Непросто? Будет сложнее, чем прыгнуть с парашютом, написать второй диплом, объездить полсвета в погоне за картинами, поговорить с матерью!..
Если Шон не появится в ближайшие пятнадцать минут, она сбежит из паба через черный ход.
Но он входит в заведение вместе с парой престарелых любителей пива. На нем вечно потертые джинсы, старая кожаная куртка и растянутая рубашка поверх футболки. Он оброс еще больше: серо-русые волосы спадают на лоб, закрывая даже глаза. Клеменс облегченно вздыхает, когда видит его, хотя сказать, что ее друг в порядке, не решается.
– Какого черта, Шон? – вместо приветствия бросает она. – Ты что, не в курсе, что это место вообще не создано для наших с тобой посиделок?
– У-у, притормози, мелкая, – тянет Шон фальшивым фальцетом. Он падает на деревянный стул напротив Клеменс, показывает бармену два растопыренных пальца и только потом переключается на подругу. – Чего такая нервная? Слезла с таблеток?
– Очень смешно, – фыркает Клеменс. – Ты опоздал.
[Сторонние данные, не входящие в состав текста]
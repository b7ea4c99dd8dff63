// src/error.rs
use serde_json::Value;

/// Run-level errors. Only `Configuration` and `Persist` abort a run; every
/// other failure mode in the pipeline degrades per-record or per-batch.
#[derive(Debug, thiserror::Error)]
pub enum HistoryError {
    #[error("I/O error: {0}")]
    Io(#[from] std::io::Error),

    #[error("Serde JSON error: {0}")]
    SerdeJson(#[from] serde_json::Error),

    #[error("HTTP request error: {0}")]
    HttpRequest(#[from] reqwest::Error),

    #[error("Configuration error: {0}")]
    Configuration(String),

    #[error("Persist error: {0}")]
    Persist(String),

    #[error("Automation agent error: {0}")]
    Agent(String),

    #[error("Confirmation gate closed before sign-in was approved")]
    GateClosed,

    #[error("Other error: {0}")]
    Other(String),
}

impl HistoryError {
    pub fn is_configuration(&self) -> bool {
        matches!(self, HistoryError::Configuration(_))
    }
}

/// Per-record validation rejections. These never abort a batch: the caller
/// accumulates them and keeps processing the remaining records.
#[derive(Debug, Clone, thiserror::Error)]
pub enum RecordRejection {
    #[error("missing required field `{field}`")]
    MissingField { field: &'static str, raw: Value },

    #[error("unparseable watch timestamp {raw:?}")]
    TimestampParse { raw: String },

    #[error("no video id could be derived from {raw:?}")]
    IdentifierExtraction { raw: String },
}

impl RecordRejection {
    pub fn code_str(&self) -> &'static str {
        match self {
            RecordRejection::MissingField { .. } => "missing_field",
            RecordRejection::TimestampParse { .. } => "timestamp_parse",
            RecordRejection::IdentifierExtraction { .. } => "identifier_extraction",
        }
    }
}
Назначил встречу в пабе. В пабе, Шон! Глупее было бы только транспарант повесить на грудь с заявлением: «Теодор Атлас, я слежу за тобой»!
– Что было бы чистейшей правдой! Да не кипятись ты. Не придет сегодня твой прекрасный принц.
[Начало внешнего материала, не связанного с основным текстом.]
// src/credentials.rs
use crate::error::HistoryError;

pub const GOOGLE_USERNAME_ENV: &str = "GOOGLE_USERNAME";
pub const GOOGLE_PASSWORD_ENV: &str = "GOOGLE_PASSWORD";
pub const OPENAI_API_KEY_ENV: &str = "OPENAI_API_KEY";

/// Read a single required value from the environment.
pub fn require_env(key: &str) -> Result<String, HistoryError> {
    std::env::var(key)
        .ok()
        .filter(|v| !v.trim().is_empty())
        .ok_or_else(|| {
            HistoryError::Configuration(format!("missing required environment variable {key}"))
        })
}

/// Credentials for a collection run, read once at startup. Every missing key
/// is reported in a single fatal error so the user can fix them all at once,
/// and nothing touches the network before this succeeds.
#[derive(Clone)]
pub struct Credentials {
    google_username: String,
    google_password: String,
    openai_api_key: String,
}

impl Credentials {
    pub fn from_env() -> Result<Self, HistoryError> {
        let mut missing = Vec::new();
        let google_username = read_or_flag(GOOGLE_USERNAME_ENV, &mut missing);
        let google_password = read_or_flag(GOOGLE_PASSWORD_ENV, &mut missing);
        let openai_api_key = read_or_flag(OPENAI_API_KEY_ENV, &mut missing);

        if !missing.is_empty() {
            return Err(HistoryError::Configuration(format!(
                "missing required credentials in the environment: {}",
                missing.join(", ")
            )));
        }

        Ok(Self {
            google_username,
            google_password,
            openai_api_key,
        })
    }

    pub fn google_username(&self) -> &str {
        &self.google_username
    }

    pub fn google_password(&self) -> &str {
        &self.google_password
    }

    pub fn openai_api_key(&self) -> &str {
        &self.openai_api_key
    }
}

// Secrets stay out of logs and panic messages.
impl std::fmt::Debug for Credentials {
    fn fmt(&self, f: &mut std::fmt::Formatter<'_>) -> std::fmt::Result {
        f.debug_struct("Credentials")
            .field("google_username", &"***")
            .field("google_password", &"***")
            .field("openai_api_key", &"***")
            .finish()
    }
}

fn read_or_flag(key: &'static str, missing: &mut Vec<&'static str>) -> String {
    match std::env::var(key) {
        Ok(v) if !v.trim().is_empty() => v,
        _ => {
            missing.push(key);
            String::new()
        }
    }
}

#[cfg(test)]
mod tests {
    use super::*;

    #[test]
    fn debug_output_is_redacted() {
        let creds = Credentials {
            google_username: "user@example.com".into(),
            google_password: "hunter2".into(),
            openai_api_key: "sk-secret".into(),
        };
        let rendered = format!("{:?}", creds);
        assert!(!rendered.contains("hunter2"));
        assert!(!rendered.contains("sk-secret"));
        assert!(rendered.contains("***"));
    }
}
Клеменс проглатывает заготовленную фразу. Подозрительно щурится.
– А вот рот лучше держать закрытым, – покосившись на нее, роняет Шон. И, едва получив увесистую кружку пива от молчаливого рыжебородого бармена, добавляет: – Ты всегда такая дерганая, или это на тебя Англия дурно влияет?
Клеменс предпочитает пропускать псевдоостроумные фразы своего давнего друга-по-интересам мимо ушей – без подобной выдержки их общение не продлилось бы дольше месяца – и усмехается, видя перед собой такую же пивную кружку.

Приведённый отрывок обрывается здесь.